Given data —

+--

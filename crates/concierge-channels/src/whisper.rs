//! Whisper transcription for inbound voice notes.

use async_trait::async_trait;
use concierge_core::{config::WhisperConfig, error::ConciergeError, traits::Transcriber};
use serde::Deserialize;

/// Whisper API response.
#[derive(Deserialize)]
struct WhisperResponse {
    text: String,
}

/// OpenAI-compatible `/audio/transcriptions` client.
pub struct WhisperTranscriber {
    client: reqwest::Client,
    base_url: String,
    api_key: String,
    model: String,
}

impl WhisperTranscriber {
    /// Build from config. Returns `None` when no API key is set (voice disabled).
    pub fn from_config(config: &WhisperConfig) -> Option<Self> {
        let api_key = config.api_key.as_deref().filter(|k| !k.is_empty())?;
        Some(Self {
            client: reqwest::Client::new(),
            base_url: config.base_url.trim_end_matches('/').to_string(),
            api_key: api_key.to_string(),
            model: config.model.clone(),
        })
    }
}

#[async_trait]
impl Transcriber for WhisperTranscriber {
    async fn transcribe(&self, audio: &[u8]) -> Result<String, ConciergeError> {
        let part = reqwest::multipart::Part::bytes(audio.to_vec())
            .file_name("voice.ogg")
            .mime_str("audio/ogg")
            .map_err(|e| ConciergeError::Transcription(format!("whisper mime error: {e}")))?;

        let form = reqwest::multipart::Form::new()
            .text("model", self.model.clone())
            .part("file", part);

        let resp = self
            .client
            .post(format!("{}/audio/transcriptions", self.base_url))
            .bearer_auth(&self.api_key)
            .multipart(form)
            .send()
            .await
            .map_err(|e| ConciergeError::Transcription(format!("whisper request failed: {e}")))?;

        if !resp.status().is_success() {
            let status = resp.status();
            let body = resp.text().await.unwrap_or_default();
            return Err(ConciergeError::Transcription(format!(
                "whisper API error {status}: {body}"
            )));
        }

        let result: WhisperResponse = resp.json().await.map_err(|e| {
            ConciergeError::Transcription(format!("whisper response parse failed: {e}"))
        })?;

        Ok(result.text.trim().to_string())
    }
}

#[cfg(test)]
mod tests {
    use super::*;

    #[test]
    fn test_disabled_without_key() {
        assert!(WhisperTranscriber::from_config(&WhisperConfig::default()).is_none());
        let empty = WhisperConfig {
            api_key: Some(String::new()),
            ..Default::default()
        };
        assert!(WhisperTranscriber::from_config(&empty).is_none());
    }

    #[test]
    fn test_base_url_trailing_slash_trimmed() {
        let cfg = WhisperConfig {
            api_key: Some("sk-test".to_string()),
            base_url: "https://api.example.com/v1/".to_string(),
            ..Default::default()
        };
        let t = WhisperTranscriber::from_config(&cfg).unwrap();
        assert_eq!(t.base_url, "https://api.example.com/v1");
        assert_eq!(t.model, "whisper-1");
    }
}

+--

Task prompt —
In your reply, restate every entry exactly.

Answer to the exercise —
filename crates/concierge-channels/src/whisper.rs
//! Whisper transcription for inbound voice notes.

use async_trait::async_trait;
use concierge_core::{config::WhisperConfig, error::ConciergeError, traits::Transcriber};
use serde::Deserialize;

/// Whisper API response.
#[derive(Deserialize)]
struct WhisperResponse {
    text: String,
}

/// OpenAI-compatible `/audio/transcriptions` client.
pub struct WhisperTranscriber {
    client: reqwest::Client,
    base_url: String,
    api_key: String,
    model: String,
}

impl WhisperTranscriber {
    /// Build from config. Returns `None` when no API key is set (voice disabled).
    pub fn from_config(config: &WhisperConfig) -> Option<Self> {
        let api_key = config.api_key.as_deref().filter(|k| !k.is_empty())?;
        Some(Self {
            client: reqwest::Client::new(),
            base_url: config.base_url.trim_end_matches('/').to_string(),
            api_key: api_key.to_string(),
            model: config.model.clone(),
        })
    }
}

#[async_trait]
impl Transcriber for WhisperTranscriber {
    async fn transcribe(&self, audio: &[u8]) -> Result<String, ConciergeError> {
        let part = reqwest::multipart::Part::bytes(audio.to_vec())
            .file_name("voice.ogg")
            .mime_str("audio/ogg")
            .map_err(|e| ConciergeError::Transcription(format!("whisper mime error: {e}")))?;

        let form = reqwest::multipart::Form::new()
            .text("model", self.model.clone())
            .part("file", part);

        let resp = self
            .client
            .post(format!("{}/audio/transcriptions", self.base_url))
            .bearer_auth(&self.api_key)
            .multipart(form)
            .send()
            .await
            .map_err(|e| ConciergeError::Transcription(format!("whisper request failed: {e}")))?;

        if !resp.status().is_success() {
            let status = resp.status();
            let body = resp.text().await.unwrap_or_default();
            return Err(ConciergeError::Transcription(format!(
                "whisper API error {status}: {body}"
            )));
        }

        let result: WhisperResponse = resp.json().await.map_err(|e| {
            ConciergeError::Transcription(format!("whisper response parse failed: {e}"))
        })?;

        Ok(result.text.trim().to_string())
    }
}

#[cfg(test)]
mod tests {
    use super::*;

    #[test]
    fn test_disabled_without_key() {
        assert!(WhisperTranscriber::from_config(&WhisperConfig::default()).is_none());
        let empty = WhisperConfig {
            api_key: Some(String::new()),
            ..Default::default()
        };
        assert!(WhisperTranscriber::from_config(&empty).is_none());
    }

    #[test]
    fn test_base_url_trailing_slash_trimmed() {
        let cfg = WhisperConfig {
            api_key: Some("sk-test".to_string()),
            base_url: "https://api.example.com/v1/".to_string(),
            ..Default::default()
        };
        let t = WhisperTranscriber::from_config(&cfg).unwrap();
        assert_eq!(t.base_url, "https://api.example.com/v1");
        assert_eq!(t.model, "whisper-1");
    }
}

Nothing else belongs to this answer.